GAHB has financed about $36 million spread over 44 projects since the program began in 2009 and has leveraged about $100 million in additional affordable housing investment. Most GAHB funds have been used for private activity bonds supporting 4 percent low-income housing tax credit projects. In addition to responding to the demand for affordable housing, GAHB has helped stimulate the state’s economy and generate job growth, with up to 35 businesses — contractors, suppliers, fabricators, and service providers — working on each affordable development.

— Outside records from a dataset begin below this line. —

use anyhow::Result;

use crate::{
    domain::{
        chat::Chat,
        effects::{ActionIntent, Notification},
        folder::ChatFolder,
        full_info::ChatMember,
        global_state::GlobalState,
        ids::{ChatId, FolderId, MessageId, TopicId, UserId},
        message::Message,
        topic::Topic,
    },
    usecases::contracts::{ActionSink, Notifier},
};

pub const SELF_USER_ID: UserId = 1;

pub fn chat(id: ChatId) -> Chat {
    Chat {
        title: format!("chat {id}"),
        ..Chat::new(id)
    }
}

/// State with the given chats, one tab (id 1) and the local user set.
pub fn state_with_chats(chats: Vec<Chat>) -> GlobalState {
    let mut global = GlobalState::with_tabs([1]);
    global.current_user_id = Some(SELF_USER_ID);
    global.chats.by_id = chats.into_iter().map(|chat| (chat.id, chat)).collect();
    global
}

pub fn message(chat_id: ChatId, id: MessageId, sender_id: Option<UserId>) -> Message {
    Message {
        id,
        chat_id,
        sender_id,
        text: format!("message {id}"),
        ..Message::default()
    }
}

pub fn topic(id: TopicId) -> Topic {
    Topic {
        id,
        title: format!("topic {id}"),
        ..Topic::default()
    }
}

pub fn folder(id: FolderId) -> ChatFolder {
    ChatFolder {
        id,
        title: format!("folder {id}"),
        ..ChatFolder::default()
    }
}

pub fn member(user_id: UserId, is_admin: bool) -> ChatMember {
    ChatMember {
        user_id,
        is_admin,
        ..ChatMember::default()
    }
}

#[derive(Debug, Default)]
pub struct RecordingActionSink {
    pub requested: Vec<ActionIntent>,
}

impl ActionSink for RecordingActionSink {
    fn request(&mut self, intent: &ActionIntent) -> Result<()> {
        self.requested.push(intent.clone());
        Ok(())
    }
}

#[derive(Debug, Default)]
pub struct RecordingNotifier {
    pub delivered: Vec<Notification>,
}

impl Notifier for RecordingNotifier {
    fn notify(&mut self, notification: &Notification) -> Result<()> {
        self.delivered.push(notification.clone());
        Ok(())
    }
}
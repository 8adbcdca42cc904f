//! Root of the state tree.
//!
//! Every sub-tree is a plain owned value; a new version of the tree is produced by
//! taking the previous one by value, changing what the update touches and handing it
//! back. Nothing in here has interior mutability.

use std::collections::{BTreeMap, BTreeSet};

use serde::{Deserialize, Serialize};

use super::{
    chat::{Chat, ListType},
    folder::{ChatFolder, FolderInvite},
    full_info::ChatFullInfo,
    ids::{ChatId, FolderId, MessageId, TabId, ThreadId, TopicId, UserId, LOCAL_MESSAGE_ID_BASE},
    message::Message,
    tab::TabState,
    thread::ThreadParams,
    topic::Topic,
    user::User,
};

#[derive(Debug, Clone, PartialEq, Eq, Default, Serialize, Deserialize)]
#[serde(default, rename_all = "camelCase")]
pub struct ChatsState {
    pub by_id: BTreeMap<ChatId, Chat>,
    /// Live chat-list ordering per list type.
    pub list_ids: BTreeMap<ListType, Vec<ChatId>>,
    /// Pin order per list type, most recently pinned first. An empty list is stored as
    /// an absent entry.
    pub ordered_pinned_ids: BTreeMap<ListType, Vec<ChatId>>,
    pub full_info_by_id: BTreeMap<ChatId, ChatFullInfo>,
    pub topics_by_chat_id: BTreeMap<ChatId, BTreeMap<TopicId, Topic>>,
}

#[derive(Debug, Clone, PartialEq, Eq, Default, Serialize, Deserialize)]
#[serde(default, rename_all = "camelCase")]
pub struct UsersState {
    pub by_id: BTreeMap<UserId, User>,
}

#[derive(Debug, Clone, PartialEq, Eq, Serialize, Deserialize)]
#[serde(default, rename_all = "camelCase")]
pub struct MessagesState {
    pub by_chat_id: BTreeMap<ChatId, BTreeMap<MessageId, Message>>,
    pub thread_params: BTreeMap<ChatId, BTreeMap<ThreadId, ThreadParams>>,
    pub next_local_id: MessageId,
}

impl Default for MessagesState {
    fn default() -> Self {
        Self {
            by_chat_id: BTreeMap::new(),
            thread_params: BTreeMap::new(),
            next_local_id: LOCAL_MESSAGE_ID_BASE,
        }
    }
}

#[derive(Debug, Clone, PartialEq, Eq, Default, Serialize, Deserialize)]
#[serde(default, rename_all = "camelCase")]
pub struct ChatFoldersState {
    pub by_id: BTreeMap<FolderId, ChatFolder>,
    pub ordered_ids: Vec<FolderId>,
    pub recommended: Vec<ChatFolder>,
    pub invites: BTreeMap<FolderId, FolderInvite>,
}

#[derive(Debug, Clone, PartialEq, Eq, Default, Serialize, Deserialize)]
#[serde(default, rename_all = "camelCase")]
pub struct StoriesState {
    pub hidden_peer_ids: BTreeSet<i64>,
}

#[derive(Debug, Clone, PartialEq, Eq, Default, Serialize, Deserialize)]
#[serde(default, rename_all = "camelCase")]
pub struct GlobalState {
    pub current_user_id: Option<UserId>,
    pub chats: ChatsState,
    pub users: UsersState,
    pub messages: MessagesState,
    pub chat_folders: ChatFoldersState,
    pub stories: StoriesState,
    /// Tab slices iterate in tab id order.
    pub by_tab_id: BTreeMap<TabId, TabState>,
}

impl GlobalState {
    #[cfg_attr(not(test), allow(dead_code))]
    pub fn with_tabs(tab_ids: impl IntoIterator<Item = TabId>) -> Self {
        Self {
            by_tab_id: tab_ids
                .into_iter()
                .map(|id| (id, TabState::new(id)))
                .collect(),
            ..Self::default()
        }
    }
}

#[cfg(test)]
mod tests {
    use super::*;

    #[test]
    fn state_survives_json_round_trip_with_integer_and_enum_keys() {
        let mut state = GlobalState::with_tabs([1, 2]);
        state.chats.by_id.insert(-100, Chat::new(-100));
        state.chats.list_ids.insert(ListType::Active, vec![-100]);

        let raw = serde_json::to_string(&state).expect("state should encode");
        let decoded: GlobalState = serde_json::from_str(&raw).expect("state should decode");

        assert_eq!(decoded, state);
    }

    #[test]
    fn new_state_reserves_local_message_id_range() {
        let state = GlobalState::default();

        assert_eq!(state.messages.next_local_id, LOCAL_MESSAGE_ID_BASE);
    }
}
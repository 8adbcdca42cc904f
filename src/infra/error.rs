use std::path::PathBuf;

use thiserror::Error;

#[derive(Debug, Error)]
pub enum AppError {
    #[error("failed to read config file at {path}: {source}")]
    ConfigRead {
        path: PathBuf,
        #[source]
        source: std::io::Error,
    },
    #[error("failed to parse config file at {path}: {source}")]
    ConfigParse {
        path: PathBuf,
        #[source]
        source: toml::de::Error,
    },
    #[error("failed to encode config: {0}")]
    ConfigEncode(#[source] toml::ser::Error),
    #[error("failed to initialize logging: {0}")]
    LoggingInit(#[source] Box<dyn std::error::Error + Send + Sync + 'static>),
    #[error("failed to read updates from {path}: {source}")]
    UpdatesRead {
        path: PathBuf,
        #[source]
        source: std::io::Error,
    },
    #[error("failed to read seed state at {path}: {source}")]
    SeedRead {
        path: PathBuf,
        #[source]
        source: std::io::Error,
    },
    #[error("failed to parse seed state at {path}: {source}")]
    SeedParse {
        path: PathBuf,
        #[source]
        source: serde_json::Error,
    },
    #[error("failed to encode state: {0}")]
    StateEncode(#[source] serde_json::Error),
    #[error(transparent)]
    Other(#[from] anyhow::Error),
}
use crate::domain::{
    full_info::{ChatFullInfo, FullInfoPatch},
    global_state::GlobalState,
    ids::ChatId,
};

pub fn update_chat_full_info(
    mut global: GlobalState,
    chat_id: ChatId,
    patch: FullInfoPatch,
) -> GlobalState {
    let full_info = global
        .chats
        .full_info_by_id
        .entry(chat_id)
        .or_insert_with(ChatFullInfo::default);
    patch.apply_to(full_info);

    global
}

#[cfg(test)]
mod tests {
    use super::*;

    #[test]
    fn merges_into_existing_full_info() {
        let global = update_chat_full_info(
            GlobalState::default(),
            1,
            FullInfoPatch {
                about: Some("news".to_owned()),
                ..FullInfoPatch::default()
            },
        );

        let global = update_chat_full_info(
            global,
            1,
            FullInfoPatch {
                requests_pending: Some(2),
                ..FullInfoPatch::default()
            },
        );

        let full_info = &global.chats.full_info_by_id[&1];
        assert_eq!(full_info.about.as_deref(), Some("news"));
        assert_eq!(full_info.requests_pending, Some(2));
    }
}
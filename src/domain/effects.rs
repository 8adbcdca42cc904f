//! Side effects requested while applying an update.
//!
//! The dispatcher never performs effects itself; it returns them next to the new
//! state and the store routes each one after committing.

use super::{
    chat::Chat,
    ids::{ChatId, MessageId, TabId, ThreadId, TopicId},
    message::Message,
    tab::DialogData,
    update::Update,
};

#[derive(Debug, Clone, PartialEq, Eq)]
pub enum Effect {
    /// Apply another update right after the current one.
    Dispatch(Box<Update>),
    Action(ActionIntent),
    Notify(Notification),
    Schedule { delay_ms: u64, task: ScheduledTask },
}

/// Named follow-up intents, fire-and-forget from the dispatcher's side.
#[derive(Debug, Clone, PartialEq, Eq)]
pub enum ActionIntent {
    LoadTopChats,
    LoadChannelRecommendations { chat_id: ChatId },
    RequestChatUpdate { chat_id: ChatId },
    LoadChatJoinRequests { chat_id: ChatId },
    LoadTopicById { chat_id: ChatId, topic_id: TopicId },
    LoadTopics { chat_id: ChatId, force: bool },
    CloseForumPanel { tab_id: TabId },
    OpenChat { chat_id: ChatId, tab_id: TabId },
    ShowDialog { data: DialogData, tab_id: TabId },
}

impl ActionIntent {
    pub fn name(&self) -> &'static str {
        match self {
            Self::LoadTopChats => "loadTopChats",
            Self::LoadChannelRecommendations { .. } => "loadChannelRecommendations",
            Self::RequestChatUpdate { .. } => "requestChatUpdate",
            Self::LoadChatJoinRequests { .. } => "loadChatJoinRequests",
            Self::LoadTopicById { .. } => "loadTopicById",
            Self::LoadTopics { .. } => "loadTopics",
            Self::CloseForumPanel { .. } => "closeForumPanel",
            Self::OpenChat { .. } => "openChat",
            Self::ShowDialog { .. } => "showDialog",
        }
    }
}

#[derive(Debug, Clone, PartialEq, Eq)]
pub enum Notification {
    AboutMessage {
        chat: Box<Chat>,
        message: Box<Message>,
    },
    CloseMessageNotifications {
        chat_id: ChatId,
        last_read_inbox_message_id: Option<MessageId>,
    },
}

/// Deferred work. Carries only the keys needed to re-read live state when it fires.
#[derive(Debug, Clone, PartialEq, Eq)]
pub enum ScheduledTask {
    ClearTypingStatus {
        chat_id: ChatId,
        thread_id: ThreadId,
        timestamp: i64,
    },
}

Since the moratorium was lifted, several projects throughout Maine have been able to take advantage of the GAHB program and address community needs. Developer Avesta Housing used GAHB funding to develop Hyacinth Place in the city of Westbrook on the site of the former St. Hyacinth Parochial School and Convent. The project, which included rehabilitating the school and convent and constructing a new building, provides efficiency, 1-, 2-, and 3-bedroom apartments near transportation and other amenities. Of Hyacinth Place’s 37 units, 23 are affordable for households making 50 percent of the area median income (AMI) and 14 are affordable for households earning 60 percent AMI, with an average tenant household income of $20,508. Previously homeless adults occupy seven of the units, and adults with intellectual disabilities who had been displaced from their previous residences occupy seven other units.
A field on the Hyacinth Place property was improved as a public park. Image courtesy of Avesta Housing. The complex features energy-efficient windows, ENERGY STAR® appliances and lighting, building materials with low levels of volatile organic compounds, insulation that exceeds building code requirements, and low-flow plumbing fixtures. Avesta Housing also created a park on the property that includes a jogging path, community gardens, swings, and soccer goals and granted an easement allowing for public use of the facilities.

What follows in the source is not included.